// ============================
// crates/backend-lib/src/storage/mod.rs
// ============================
//! Storage abstraction for users and sessions.
//!
//! The session manager never talks to a database directly. Any backend that
//! implements these two traits can be plugged in; [`memory`] provides
//! `DashMap`-backed implementations.
use async_trait::async_trait;
use chrono::{DateTime, Utc};
use gatekeeper_common::{CreateUserInput, Session, SessionMetadata, UpdateProfileInput, UserRecord};

use crate::error::AuthError;

pub mod memory;

pub use memory::{MemorySessionStore, MemoryUserStore};

/// Trait for user backends
#[async_trait]
pub trait UserStore: Send + Sync {
    /// Look up a user by login identifier (username or email).
    /// Fails with [`AuthError::UserNotFound`] when absent.
    async fn find_by_identifier(&self, identifier: &str) -> Result<UserRecord, AuthError>;

    /// Look up a user by id. Fails with [`AuthError::UserNotFound`] when absent.
    async fn find_by_id(&self, id: &str) -> Result<UserRecord, AuthError>;

    /// Compare `secret` against the stored salted hash.
    /// Unknown identifiers and wrong secrets both fail with
    /// [`AuthError::InvalidCredentials`].
    async fn validate_credentials(
        &self,
        identifier: &str,
        secret: &str,
    ) -> Result<UserRecord, AuthError>;

    /// Create a user. Fails with [`AuthError::IdentifierTaken`] on duplicates.
    async fn create(&self, input: CreateUserInput) -> Result<UserRecord, AuthError>;

    /// Replace the stored secret
    async fn update_password(&self, user_id: &str, new_secret: &str) -> Result<(), AuthError>;

    /// Apply the present fields of `update`. A new email that is already a
    /// login of another user fails with [`AuthError::IdentifierTaken`].
    async fn update_profile(
        &self,
        user_id: &str,
        update: &UpdateProfileInput,
    ) -> Result<UserRecord, AuthError>;
}

/// Trait for session backends
#[async_trait]
pub trait SessionStore: Send + Sync {
    /// Create a session with a fresh random id
    async fn create(
        &self,
        user_id: &str,
        expires_at: DateTime<Utc>,
        metadata: &SessionMetadata,
    ) -> Result<Session, AuthError>;

    /// Fetch a session. Fails with [`AuthError::SessionNotFound`] when absent.
    async fn get(&self, session_id: &str) -> Result<Session, AuthError>;

    /// Move the absolute expiry of a session
    async fn update_expiry(
        &self,
        session_id: &str,
        expires_at: DateTime<Utc>,
    ) -> Result<(), AuthError>;

    /// Delete a session. Deleting an absent session is not an error.
    async fn delete(&self, session_id: &str) -> Result<(), AuthError>;

    /// Delete every session owned by a user
    async fn delete_all_for_user(&self, user_id: &str) -> Result<(), AuthError>;

    /// Delete every expired session, returning how many were removed
    async fn delete_expired(&self) -> Result<u64, AuthError>;

    /// All sessions of a user, newest first
    async fn list_for_user(&self, user_id: &str) -> Result<Vec<Session>, AuthError>;
}
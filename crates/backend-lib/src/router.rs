// ============================
// crates/backend-lib/src/router.rs
// ============================
//! HTTP router.
use axum::{
    middleware::{from_fn, from_fn_with_state},
    routing::{delete, get, post},
    Router,
};
use std::sync::Arc;
use tower_http::trace::TraceLayer;

use crate::handlers;
use crate::middleware::{rate_limit, require_admin, require_session};
use crate::AppState;

/// Create the application router
///
/// `/auth` routes sit behind the auth limiter. `/api` routes sit behind the
/// api limiter and require a session; `/api/admin` additionally requires
/// the admin role.
pub fn create_router(state: Arc<AppState>) -> Router {
    let auth_routes = Router::new()
        .route("/login", post(handlers::login))
        .route("/register", post(handlers::register))
        .layer(from_fn_with_state(
            Arc::clone(&state.auth_limiter),
            rate_limit,
        ));

    let admin_routes = Router::new()
        .route("/dashboard", get(handlers::admin_dashboard))
        .route_layer(from_fn(require_admin));

    let api_routes = Router::new()
        .route("/me", get(handlers::me).patch(handlers::update_profile))
        .route("/sessions", get(handlers::list_sessions))
        .route("/sessions/{id}", delete(handlers::revoke_session))
        .route("/logout", post(handlers::logout))
        .route("/logout-all", post(handlers::logout_all))
        .route("/password", post(handlers::change_password))
        .nest("/admin", admin_routes)
        .route_layer(from_fn_with_state(Arc::clone(&state), require_session))
        .layer(from_fn_with_state(
            Arc::clone(&state.api_limiter),
            rate_limit,
        ));

    Router::new()
        .route("/health", get(handlers::health))
        .nest("/auth", auth_routes)
        .nest("/api", api_routes)
        .layer(TraceLayer::new_for_http())
        .with_state(state)
}
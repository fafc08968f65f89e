// ============================
// crates/backend-lib/src/handlers/mod.rs
// ============================
//! HTTP handlers.

pub mod auth;

pub use auth::{
    admin_dashboard, change_password, health, list_sessions, login, logout, logout_all, me,
    register, revoke_session, update_profile,
};
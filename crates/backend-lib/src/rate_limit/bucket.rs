// ============================
// crates/backend-lib/src/rate_limit/bucket.rs
// ============================
//! Token bucket.
use parking_lot::Mutex;
use tokio::time::Instant;

#[derive(Debug)]
struct BucketState {
    tokens: f64,
    last_refill: Instant,
}

/// A classic token bucket: refills continuously at `rate` tokens per second
/// up to `burst`, starts full.
#[derive(Debug)]
pub struct TokenBucket {
    rate: f64,
    burst: u32,
    state: Mutex<BucketState>,
}

impl TokenBucket {
    pub fn new(rate: f64, burst: u32) -> Self {
        Self {
            rate,
            burst,
            state: Mutex::new(BucketState {
                tokens: f64::from(burst),
                last_refill: Instant::now(),
            }),
        }
    }

    /// Take one token if available. Never blocks.
    pub fn allow(&self) -> bool {
        self.allow_at(Instant::now())
    }

    pub(crate) fn allow_at(&self, now: Instant) -> bool {
        let mut state = self.state.lock();
        self.refill(&mut state, now);

        if state.tokens >= 1.0 {
            state.tokens -= 1.0;
            true
        } else {
            false
        }
    }

    /// Tokens currently available
    pub fn available(&self) -> f64 {
        let mut state = self.state.lock();
        self.refill(&mut state, Instant::now());
        state.tokens
    }

    pub fn rate(&self) -> f64 {
        self.rate
    }

    pub fn burst(&self) -> u32 {
        self.burst
    }

    fn refill(&self, state: &mut BucketState, now: Instant) {
        let elapsed = now.saturating_duration_since(state.last_refill);
        if elapsed.is_zero() {
            return;
        }
        let refilled = state.tokens + elapsed.as_secs_f64() * self.rate;
        state.tokens = refilled.min(f64::from(self.burst));
        state.last_refill = now;
    }
}
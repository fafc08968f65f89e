// crates/backend-lib/src/middleware/session.rs

//! Session authentication and role middleware.
use axum::{
    extract::{Request, State},
    http::{
        header::{AUTHORIZATION, COOKIE, SET_COOKIE},
        HeaderMap, HeaderValue, Method,
    },
    middleware::Next,
    response::Response,
};
use chrono::Utc;
use gatekeeper_common::{Session, UserRecord, ADMIN_ROLE};
use std::sync::Arc;

use crate::config::AuthSettings;
use crate::error::AuthError;
use crate::AppState;

/// Name of the session cookie
pub const SESSION_COOKIE: &str = "session_id";

/// Header carrying the session id for API clients
pub const SESSION_HEADER: &str = "x-session-id";

/// The validated session and its user, stored as a request extension
#[derive(Debug, Clone)]
pub struct AuthContext {
    pub session: Session,
    pub user: UserRecord,
}

/// Find the session id of a request.
///
/// Priority: `Authorization: Bearer`, then `X-Session-ID`, then the
/// `session_id` cookie. Sources can be disabled in [`AuthSettings`].
pub fn extract_session_id(headers: &HeaderMap, settings: &AuthSettings) -> Option<String> {
    if settings.allow_header_auth {
        let bearer = headers
            .get(AUTHORIZATION)
            .and_then(|h| h.to_str().ok())
            .and_then(|v| v.split_once(' '))
            .filter(|(scheme, _)| *scheme == "Bearer")
            .map(|(_, token)| token.trim())
            .filter(|token| !token.is_empty());
        if let Some(token) = bearer {
            return Some(token.to_string());
        }

        if let Some(id) = headers
            .get(SESSION_HEADER)
            .and_then(|h| h.to_str().ok())
            .map(str::trim)
            .filter(|v| !v.is_empty())
        {
            return Some(id.to_string());
        }
    }

    if settings.allow_cookie_auth {
        for value in headers.get_all(COOKIE) {
            let Ok(value) = value.to_str() else {
                continue;
            };
            let found = value
                .split(';')
                .filter_map(|pair| pair.trim().split_once('='))
                .find(|(name, id)| *name == SESSION_COOKIE && !id.is_empty());
            if let Some((_, id)) = found {
                return Some(id.to_string());
            }
        }
    }

    None
}

/// `Set-Cookie` value carrying the session id until the session expires
pub fn session_cookie(session: &Session, secure: bool) -> Result<HeaderValue, AuthError> {
    let max_age = (session.expires_at - Utc::now()).num_seconds().max(0);
    let mut cookie = format!(
        "{SESSION_COOKIE}={}; Path=/; HttpOnly; SameSite=Lax; Max-Age={max_age}",
        session.id
    );
    if secure {
        cookie.push_str("; Secure");
    }
    HeaderValue::from_str(&cookie)
        .map_err(|e| AuthError::Internal(format!("invalid session cookie: {e}")))
}

/// `Set-Cookie` value removing the session cookie
pub fn clear_session_cookie(secure: bool) -> HeaderValue {
    if secure {
        HeaderValue::from_static("session_id=; Path=/; HttpOnly; SameSite=Lax; Max-Age=0; Secure")
    } else {
        HeaderValue::from_static("session_id=; Path=/; HttpOnly; SameSite=Lax; Max-Age=0")
    }
}

/// Require a valid session. Re-issues the cookie when the session was
/// refreshed, unless the handler already set one.
pub async fn require_session(
    State(state): State<Arc<AppState>>,
    mut request: Request,
    next: Next,
) -> Result<Response, AuthError> {
    let settings = &state.settings.auth;
    let session_id =
        extract_session_id(request.headers(), settings).ok_or(AuthError::Unauthenticated)?;

    let (session, user) = state.sessions.validate_session(&session_id).await?;

    let refreshed_cookie = if session.fresh && request.method() != Method::OPTIONS {
        Some(session_cookie(&session, settings.cookie_secure)?)
    } else {
        None
    };

    request.extensions_mut().insert(AuthContext { session, user });
    let mut response = next.run(request).await;

    if let Some(cookie) = refreshed_cookie {
        if !response.headers().contains_key(SET_COOKIE) {
            response.headers_mut().insert(SET_COOKIE, cookie);
        }
    }

    Ok(response)
}

/// Require the `admin` role. Must run inside [`require_session`].
pub async fn require_admin(request: Request, next: Next) -> Result<Response, AuthError> {
    let is_admin = request
        .extensions()
        .get::<AuthContext>()
        .map(|ctx| ctx.user.has_role(ADMIN_ROLE))
        .ok_or(AuthError::Unauthenticated)?;

    if !is_admin {
        return Err(AuthError::Forbidden);
    }

    Ok(next.run(request).await)
}
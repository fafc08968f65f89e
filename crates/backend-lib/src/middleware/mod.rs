// crates/backend-lib/src/middleware/mod.rs

//! Middleware for the `gatekeeper` HTTP surface.

pub mod rate_limit;
pub mod session;

pub use rate_limit::{client_ip, rate_limit, ClientIp};
pub use session::{
    clear_session_cookie, extract_session_id, require_admin, require_session, session_cookie,
    AuthContext, SESSION_COOKIE, SESSION_HEADER,
};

The task — Look above for the line with "pub const SESSION_HEADER: &str" and the line with "let bearer = headers". Retype those two lines and every line between them exactly, adding nothing.

Problem solution —
pub const SESSION_HEADER: &str = "x-session-id";

/// The validated session and its user, stored as a request extension
#[derive(Debug, Clone)]
pub struct AuthContext {
    pub session: Session,
    pub user: UserRecord,
}

/// Find the session id of a request.
///
/// Priority: `Authorization: Bearer`, then `X-Session-ID`, then the
/// `session_id` cookie. Sources can be disabled in [`AuthSettings`].
pub fn extract_session_id(headers: &HeaderMap, settings: &AuthSettings) -> Option<String> {
    if settings.allow_header_auth {
        let bearer = headers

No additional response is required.